Miguel Esteves Cardoso era, a par de Paulo Portas – o jornalista - um dos meus heróis da adolescência.
Em 1995 juntava todos os trocos que tinha da semana para, à sexta-feira, comprar o Independente. O Sr. Cardoso, do quiosque, já sabia o meu horário: 15:45h em ponto. Às 16h estava na saudosa Miquinhas que – sendo sempre minha ama e que trago até hoje no coração – para, entre os temas mais prementes do “bairro da cola”, fazer do jornal uma contiguidade da ordem do dia, à soleira do S. José de azulejo, fronstispício de sua casa – que dava nome, verdadeiro, àquele bairro operário e não da cola como era conhecido – partilhava comigo todo aquele bulício.
Embora por essa época já fosse Portas o diretor do Jornal, o código genético devia-se a MEC que estava lá no estilo, no modo e na pompa das caixas jornalísticas que se constituíam como “bombas”; quem não se lembra de títulos como “Abel e Caim” ou “O Pai Tirano”?
Tudo para vos dizer que a admiração que tinha por aquela forma de escrita, dum e doutro, era a capacidade de descrever “ipsis verbis” o retrato do país e de uma enraizada cultura de favor que talvez - pelo reflexo daquele real espelho crítico-literário que constituía o tipo de jornalismo que alia se fazia – se transformasse.
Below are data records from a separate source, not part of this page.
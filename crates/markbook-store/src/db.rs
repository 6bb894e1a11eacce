//! Connection management

#![allow(clippy::result_large_err)]

use std::path::Path;

use rusqlite::Connection;

use crate::errors::{from_rusqlite, io_error, Result};
use crate::migrations::apply_migrations;

pub fn open<P: AsRef<Path>>(path: P) -> Result<Connection> {
    Connection::open(path).map_err(from_rusqlite)
}

/// In-memory database, for tests
pub fn open_in_memory() -> Result<Connection> {
    Connection::open_in_memory().map_err(from_rusqlite)
}

/// Enable foreign keys and WAL journaling
pub fn configure(conn: &Connection) -> Result<()> {
    conn.execute_batch("PRAGMA foreign_keys = ON")
        .map_err(from_rusqlite)?;

    // journal_mode returns the resulting mode as a row
    let _mode: String = conn
        .query_row("PRAGMA journal_mode = WAL", [], |row| row.get(0))
        .map_err(from_rusqlite)?;

    Ok(())
}

/// Open (creating parent directories), configure and migrate
pub fn open_and_migrate<P: AsRef<Path>>(path: P) -> Result<Connection> {
    let path = path.as_ref();
    if let Some(parent) = path.parent().filter(|p| !p.as_os_str().is_empty()) {
        std::fs::create_dir_all(parent).map_err(|e| io_error("create_db_dir", e))?;
    }
    let mut conn = open(path)?;
    configure(&conn)?;
    apply_migrations(&mut conn)?;
    Ok(conn)
}
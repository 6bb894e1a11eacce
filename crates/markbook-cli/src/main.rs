//! `markbook` binary: imports submission archives into the book store

use clap::{Parser, Subcommand};

mod commands;

/// Exit status when the run finished but some student or copy failed
const EXIT_INCOMPLETE: i32 = 2;

#[derive(Debug, Parser)]
#[command(name = "markbook")]
#[command(about = "Import submission archives and reconcile them with stored books")]
struct Cli {
    #[command(subcommand)]
    command: Commands,
}

#[derive(Debug, Subcommand)]
enum Commands {
    /// Import a submission archive into a task
    Import(commands::import::ImportArgs),
}

fn main() {
    let cli = Cli::parse();

    let result = match cli.command {
        Commands::Import(args) => commands::import::execute(args),
    };

    match result {
        Ok(true) => {}
        Ok(false) => std::process::exit(EXIT_INCOMPLETE),
        Err(err) => {
            eprintln!("Error [{}]: {err}", err.code());
            err.detail().into_iter().for_each(|d| eprintln!("  {d}"));
            std::process::exit(1);
        }
    }
}
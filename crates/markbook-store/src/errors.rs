//! Error helpers for markbook-store
//!
//! Store operations outside a student's transaction report `ExError`s;
//! the per-student apply path reports `ImportError`s instead.

use markbook_core::errors::{ExError, ExErrorKind};

pub type Result<T> = std::result::Result<T, ExError>;

pub fn migration_error(migration_id: &str, reason: &str) -> ExError {
    ExError::new(ExErrorKind::Persistence)
        .with_op("migration")
        .with_message(format!("migration {migration_id} failed: {reason}"))
}

pub fn checksum_mismatch(migration_id: &str, expected: &str, actual: &str) -> ExError {
    ExError::new(ExErrorKind::Persistence)
        .with_op("migration_checksum")
        .with_message(format!(
            "migration {migration_id} was edited after being applied \
             (recorded {expected}, embedded {actual})"
        ))
}

pub fn from_rusqlite(err: rusqlite::Error) -> ExError {
    ExError::new(ExErrorKind::Persistence)
        .with_op("sqlite")
        .with_message(err.to_string())
}

pub fn io_error(operation: &str, err: std::io::Error) -> ExError {
    ExError::new(ExErrorKind::Io)
        .with_op(operation.to_string())
        .with_message(err.to_string())
}

pub fn mirror_error(operation: &str, remote_path: &str, reason: impl Into<String>) -> ExError {
    ExError::new(ExErrorKind::Mirror)
        .with_op(operation.to_string())
        .with_entity_id(remote_path.to_string())
        .with_message(reason)
}

/// Whether a rusqlite error is a UNIQUE constraint violation
pub fn is_unique_violation(err: &rusqlite::Error) -> bool {
    match err {
        rusqlite::Error::SqliteFailure(e, _) => {
            e.extended_code == rusqlite::ffi::SQLITE_CONSTRAINT_UNIQUE
        }
        _ => false,
    }
}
Foi, aliás, a par da minha fidelidade ao humanismo cristão e a esperança – perdida no tempo – de que Portas como político fosse igual ao jornalista que me fez aderir ao CDS. Da palavra dita à escrita vai o meu amor aos livros. Eles nunca desiludem. Ou porque são fantásticos, ou porque somos nós a conduzir a imaginação. Só quem escreve é que tem defeitos, o escrito em si – se o tiver – é contraposto com outro e até bons olhos o podem reinterpretar. A crença que a literatura é agente de mudança é a minha grande esperança no Homem, mais que a ação política. Daí que – quem gosta de uma escrita bem-humorada e descontraída para férias – não deva perder este fenomenal título de Miguel Esteves Cardoso, cá em casa tem a 16ª edição, constituindo-se num aglomerado de crónicas - completamente atuais, porque Portugal, na ação das suas gentes, em nada mudou – bem descritivas daquilo que somos.
Lembrei-me deste livro, a propósito da ordem do dia, i.e., da “gola do Cabrita”, da parentela no Estado, das negociatas entre governantes e seus primos, tios e amigalhaços; no fundo, da falta de vergonha das elites nacionais, na impunidade reinante, na mediocridade dos representantes e na corrupção mais do que latente, desavergonhada já, da sociedade portuguesa.
Duas passagens – das minhas favoritas – nas crónicas “Arranjar” e “Corrupção”: << O mercado dos arranjos, dominado por uma multidão imensa de arranjistas e arranjões, é maior e está mais bem implantado que qualquer mercado negro… Arranjar é próprio de um país miseravelmente possível…>> e << Os mauzotes safam-se, os bonzitos lixam-se, os menos bons passam à frente dos menos maus e, embora raramente se chegue à bandalheira, anda-se tão perto dela quanto consente a lei da balda. Quem se lixa com isto tudo, claro, é o Estado. Em Portugal desde que seja o Estado a lixar-se, está tudo bem.>> Em resumo é mesmo assim, porque: Bem Vistas as Coisas, é uma boa novidade quando não há novidades.